Once fully invested, the organisation will only need to pay 10% towards the delivery of the qualification thanks to the levy.
SMEs account for 99.9% of private sector business in the UK and employ 16.1m people. If the apprenticeship levy is going to succeed, it is crucial that take up in this sector is high.
Currently, Alder Training works with more than 350 SMEs across the city region and increasing this number is one of our key priorities.
Again, improving knowledge is key. Non-levy paying employers can benefit from the government ‘co-investing’ 90% of the cost of training an apprentice, while businesses with under 50 employees won’t pay anything if they employ apprentices under the age of 19.
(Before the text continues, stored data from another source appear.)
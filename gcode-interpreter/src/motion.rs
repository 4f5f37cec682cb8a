use gcode::{Axis, Target};

use crate::ModalState;

/// Adds two optional-component vectors componentwise; `None + anything =
/// None` (spec §4.6).
#[must_use]
pub fn vector_add(a: [Option<f64>; 3], b: [f64; 3]) -> [Option<f64>; 3] {
    let mut out = [None; 3];
    for i in 0..3 {
        out[i] = a[i].map(|v| v + b[i]);
    }
    out
}

/// Adds two optional-component vectors componentwise, where both sides may
/// be unset; `None + anything = None` either way (spec §4.8's repeated use
/// of `_vectorAdd` against a running, possibly partially-unset, target).
#[must_use]
pub fn vector_add_opt(
    a: [Option<f64>; 3],
    b: [Option<f64>; 3],
) -> [Option<f64>; 3] {
    let mut out = [None; 3];
    for i in 0..3 {
        out[i] = match (a[i], b[i]) {
            (Some(x), Some(y)) => Some(x + y),
            _ => None,
        };
    }
    out
}

/// Reads `X`/`Y`/`Z` words off `tokens`, scaled by `stretch`. Missing axes
/// are `None` (spec §4.6's `_readAxes`).
#[must_use]
pub fn read_axes(words: &[gcode::Word], stretch: f64) -> [Option<f64>; 3] {
    let mut out = [None; 3];
    for word in words {
        if let Some(axis) = Axis::from_letter(word.address) {
            out[axis.index()] = Some(word.value * stretch);
        }
    }
    out
}

/// Emits a straight motion to `target` if any axis actually changes,
/// updating `state.position`/`state.incr_position` (spec §4.6's
/// `_straightMotionToTarget`).
///
/// `target[i] == None` means "unchanged"; on the very first move in
/// incremental mode, an unset component instead defaults to the current
/// `incr_position` (spec §4.6, "On the first motion ever...").
pub fn straight_motion_to_target<T: Target>(
    state: &mut ModalState,
    target: &mut [Option<f64>; 3],
    rapid: bool,
    tgt: &mut T,
) {
    let mut long_move_axis: Option<Axis> = None;
    let mut dist = 0.0_f64;
    let mut machine_pos: [Option<i64>; 3] = [None; 3];
    let mut need_move = false;

    for (i, axis) in [Axis::X, Axis::Y, Axis::Z].into_iter().enumerate() {
        if state.first_move && !state.abs_distance_mode && target[i].is_none() {
            target[i] = Some(state.incr_position[i]);
        }

        if let Some(value) = target[i] {
            let delta = (value - state.position[i]).abs();
            if delta > dist {
                long_move_axis = Some(axis);
                dist = delta;
            }

            if (value - state.position[i]).abs() > f64::EPSILON {
                #[allow(
                    clippy::cast_possible_truncation,
                    reason = "machine coordinates are bounded well within i64 range"
                )]
                let micrometers = (value * 1000.0).round() as i64;
                machine_pos[i] = Some(micrometers);
                need_move = true;
            }
        }
    }

    if !need_move {
        return;
    }

    tgt.straight_motion(rapid, long_move_axis, machine_pos);

    for (wanted, position, incr_position) in itertools::izip!(
        target.iter(),
        state.position.iter_mut(),
        state.incr_position.iter_mut()
    ) {
        if let Some(value) = wanted {
            *position = *value;
            *incr_position = *value;
        }
    }
    state.first_move = false;
}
It makes more than just financial sense
Employing an apprentice can be hugely beneficial to an organisation in many ways. Apprentices bring fresh skills and talent into the workforce, and this can help bring out new ideas and ways of working.
Training providers such as Alder Training will handle all the recruitment of candidates, saving organisations on recruitment costs.
Exploring new sectors
We have hugely ambitious plans for growth since joining the Regenda Group, specifically around developing training programmes for different sectors.
The LCR Future Housing Workforce is a pilot programme to help combat the difficulties housing organisations face when recruiting at different levels of skills and experience. In the North West, housing organisations have a combined workforce of around 7,000, often employed apprentices.
Having joined Alder Training from a housing background, I know that developing skills in the sector is a real opportunity that we can support for the region.
We are working towards Chartered Institute of Housing accreditation and have seconded a specialist team from Regenda Homes to support the project.